AMB is a marvellous drug whose application has largely been limited by its ADR. The infusion-related reactions can be tamed well with antihistamine and antipyretic drugs. Some of the serious ADR, such as, nephrotoxicity, are controlled well with lipid formulations. These side effects are well known and expected, such that a physician tailors their treatment plan to counter-balance them. However, when it comes to the rarer category of ADR, even the diagnosis can be delayed due to the lack of pre-existing knowledge. This leads to faulty diagnosis, incorrect/delayed treatment, and extended duration of hospitalization. Pancytopenia is one such rare adverse effect. It is, therefore, imperative that the healthcare workers also be aware of previously reported hematological side effects of AMB and monitor for the same.
Previous studies have shown that most patients receiving AMB infusions may develop normocytic normochromic anemia with an 18–35% fall in hemoglobin levels.[2] However, the same studies suggest that this reaction was observed after prolonged administration of AMB (10 weeks or more). This could be a direct drug-induced toxic reaction causing suppression of erythrocytes or erythropoietin[3] or secondary to the nephrotoxicity associated with AMB. Nonetheless, the hematocrit bounces back to normal after several months once the therapy is discontinued.[3] There also have been remote cases of thrombocytopenia associated with AMB.[4,5] Some data suggest that this is a dose-dependent myelosuppression [anemia and thrombocytopenia when patients are receiving AMB at doses of >3.3 mg/kg/day and >3.0 mg/kg/day, respectively].[6]
So far, leukopenia has not been a consistent finding with AMB infusion. However, studies on in vitro and animal models suggest that AMB could cause suppression of human lymphocytic function while boosting the number of antibody-producing cells, the cell-mediated immunity, and the macrophagic phagocytic function.[7]
A retrospective cohort study by Falci et al.[8] concluded that, overall, L-AMB (liposomal AMB) has a safer hematologic profile compared to AMB deoxycholate (d-AMB) and AMB lipid complex (ABLC). Nevertheless, Falci et al. also noted that previous hematological disease and the use of other myelotoxic drugs could be important cofactors for the development of this toxicity. Other high-risk factors to be considered include underlying renal disease, autoimmune disease, and so on.

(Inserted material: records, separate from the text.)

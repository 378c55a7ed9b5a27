//! Configuration schema definitions.

use std::collections::HashMap;
use std::fmt;
use std::path::PathBuf;
use std::time::Duration;

use serde::{Deserialize, Serialize};

use ntbridge_core::DEFAULT_TIMEOUT;
use ntbridge_group::{DEFAULT_ALL_INFO_TIMEOUT, DEFAULT_MEMBER_FETCH_SIZE, GroupOptions};

/// Root configuration structure.
#[derive(Debug, Clone, PartialEq, Serialize, Deserialize, Default)]
pub struct BridgeConfig {
    /// Correlation engine settings.
    #[serde(default)]
    pub correlation: CorrelationConfig,

    /// Group operation settings.
    #[serde(default)]
    pub group: GroupConfig,

    /// Logging settings.
    #[serde(default)]
    pub logging: LoggingConfig,
}

// =============================================================================
// Correlation
// =============================================================================

/// Correlation engine settings.
#[derive(Debug, Clone, PartialEq, Serialize, Deserialize)]
pub struct CorrelationConfig {
    /// Window for correlations that do not set their own, in milliseconds.
    #[serde(default = "default_timeout_ms")]
    pub default_timeout_ms: u64,

    /// Buffer size of the built-in command channel.
    #[serde(default = "default_channel_capacity")]
    pub channel_capacity: usize,
}

impl Default for CorrelationConfig {
    fn default() -> Self {
        Self {
            default_timeout_ms: default_timeout_ms(),
            channel_capacity: default_channel_capacity(),
        }
    }
}

impl CorrelationConfig {
    pub fn default_timeout(&self) -> Duration {
        Duration::from_millis(self.default_timeout_ms)
    }
}

fn default_timeout_ms() -> u64 {
    DEFAULT_TIMEOUT.as_millis() as u64
}

fn default_channel_capacity() -> usize {
    256
}

// =============================================================================
// Group
// =============================================================================

/// Group operation settings.
#[derive(Debug, Clone, PartialEq, Serialize, Deserialize)]
pub struct GroupConfig {
    /// Members requested per full member-list fetch.
    #[serde(default = "default_member_fetch_size")]
    pub member_fetch_size: u32,

    /// Default window for group detail lookups, in milliseconds.
    #[serde(default = "default_all_info_timeout_ms")]
    pub all_info_timeout_ms: u64,
}

impl Default for GroupConfig {
    fn default() -> Self {
        Self {
            member_fetch_size: default_member_fetch_size(),
            all_info_timeout_ms: default_all_info_timeout_ms(),
        }
    }
}

impl GroupConfig {
    /// Converts to the group API options.
    pub fn to_options(&self) -> GroupOptions {
        GroupOptions {
            member_fetch_size: self.member_fetch_size,
            all_info_timeout: Duration::from_millis(self.all_info_timeout_ms),
        }
    }
}

fn default_member_fetch_size() -> u32 {
    DEFAULT_MEMBER_FETCH_SIZE
}

fn default_all_info_timeout_ms() -> u64 {
    DEFAULT_ALL_INFO_TIMEOUT.as_millis() as u64
}

// =============================================================================
// Logging
// =============================================================================

/// Log verbosity.
#[derive(Debug, Clone, Copy, PartialEq, Eq, Default, Serialize, Deserialize)]
#[serde(rename_all = "lowercase")]
pub enum LogLevel {
    Trace,
    Debug,
    #[default]
    Info,
    Warn,
    Error,
}

impl LogLevel {
    pub fn as_str(self) -> &'static str {
        match self {
            Self::Trace => "trace",
            Self::Debug => "debug",
            Self::Info => "info",
            Self::Warn => "warn",
            Self::Error => "error",
        }
    }

    pub fn to_tracing_level(self) -> tracing::Level {
        match self {
            Self::Trace => tracing::Level::TRACE,
            Self::Debug => tracing::Level::DEBUG,
            Self::Info => tracing::Level::INFO,
            Self::Warn => tracing::Level::WARN,
            Self::Error => tracing::Level::ERROR,
        }
    }
}

impl fmt::Display for LogLevel {
    fn fmt(&self, f: &mut fmt::Formatter<'_>) -> fmt::Result {
        f.write_str(self.as_str())
    }
}

/// Log line format.
#[derive(Debug, Clone, Copy, PartialEq, Eq, Default, Serialize, Deserialize)]
#[serde(rename_all = "lowercase")]
pub enum LogFormat {
    #[default]
    Compact,
    Full,
    Pretty,
    /// Requires the `json-log` feature.
    #[cfg(feature = "json-log")]
    Json,
}

/// Log destination.
#[derive(Debug, Clone, Copy, PartialEq, Eq, Default, Serialize, Deserialize)]
#[serde(rename_all = "lowercase")]
pub enum LogOutput {
    #[default]
    Stdout,
    Stderr,
    /// Write to `file_path`.
    File,
}

/// How often the log file is rolled over.
#[derive(Debug, Clone, Copy, PartialEq, Eq, Default, Serialize, Deserialize)]
#[serde(rename_all = "lowercase")]
pub enum LogRotation {
    #[default]
    Never,
    Hourly,
    Daily,
}

/// Which span lifecycle events are logged.
#[derive(Debug, Clone, Copy, PartialEq, Eq, Default, Serialize, Deserialize)]
pub struct SpanEventConfig {
    #[serde(default)]
    pub new: bool,
    #[serde(default)]
    pub close: bool,
}

/// Logging settings.
#[derive(Debug, Clone, PartialEq, Serialize, Deserialize, Default)]
pub struct LoggingConfig {
    /// Global level.
    #[serde(default)]
    pub level: LogLevel,

    #[serde(default)]
    pub format: LogFormat,

    #[serde(default)]
    pub output: LogOutput,

    /// Log file path, required when `output` is `file`.
    #[serde(default)]
    pub file_path: Option<PathBuf>,

    #[serde(default)]
    pub rotation: LogRotation,

    /// Include thread ids in each line.
    #[serde(default)]
    pub thread_ids: bool,

    /// Per-target level overrides, e.g. `ntbridge_core = "debug"`.
    #[serde(default)]
    pub filters: HashMap<String, LogLevel>,

    #[serde(default)]
    pub span_events: SpanEventConfig,
}

#[cfg(test)]
mod tests {
    use super::*;

    #[test]
    fn test_defaults() {
        let config = BridgeConfig::default();

        assert_eq!(config.correlation.default_timeout(), Duration::from_millis(5000));
        assert_eq!(config.correlation.channel_capacity, 256);
        assert_eq!(config.group.member_fetch_size, 3000);
        assert_eq!(
            config.group.to_options().all_info_timeout,
            Duration::from_millis(1000)
        );
        assert_eq!(config.logging.level, LogLevel::Info);
    }

    #[test]
    fn test_parse_yaml() {
        let yaml = r#"
correlation:
  default_timeout_ms: 2500
group:
  member_fetch_size: 500
logging:
  level: debug
  output: file
  file_path: logs/ntbridge.log
  rotation: daily
  filters:
    ntbridge_core: trace
"#;

        let config: BridgeConfig = serde_yaml::from_str(yaml).unwrap();

        assert_eq!(config.correlation.default_timeout_ms, 2500);
        assert_eq!(config.correlation.channel_capacity, 256);
        assert_eq!(config.group.member_fetch_size, 500);
        assert_eq!(config.group.all_info_timeout_ms, 1000);
        assert_eq!(config.logging.level, LogLevel::Debug);
        assert_eq!(config.logging.output, LogOutput::File);
        assert_eq!(config.logging.rotation, LogRotation::Daily);
        assert_eq!(
            config.logging.filters.get("ntbridge_core"),
            Some(&LogLevel::Trace)
        );
    }

    #[test]
    fn test_unknown_level_is_rejected() {
        let yaml = "logging:\n  level: loud\n";
        assert!(serde_yaml::from_str::<BridgeConfig>(yaml).is_err());
    }
}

Before hastily diagnosing AMB-induced pancytopenia in a patient, one must not forget that it could be due to some other underlying disease. For instance, visceral leishmaniasis itself presents with the main clinical symptoms of fever, hepatosplenomegaly, and pancytopenia.[9] The diagnosis is made by using a polymerase chain reaction (PCR) of peripheral blood or by direct detection of leishmania in bone marrow aspirates. Notably, from a hematological point of view, some frequent findings reported numerous times in the past are: anemia, leukopenia, thrombocytopenia, bicytopenia, pancytopenia, and high erythrocyte sedimentation rate (ESR).[10]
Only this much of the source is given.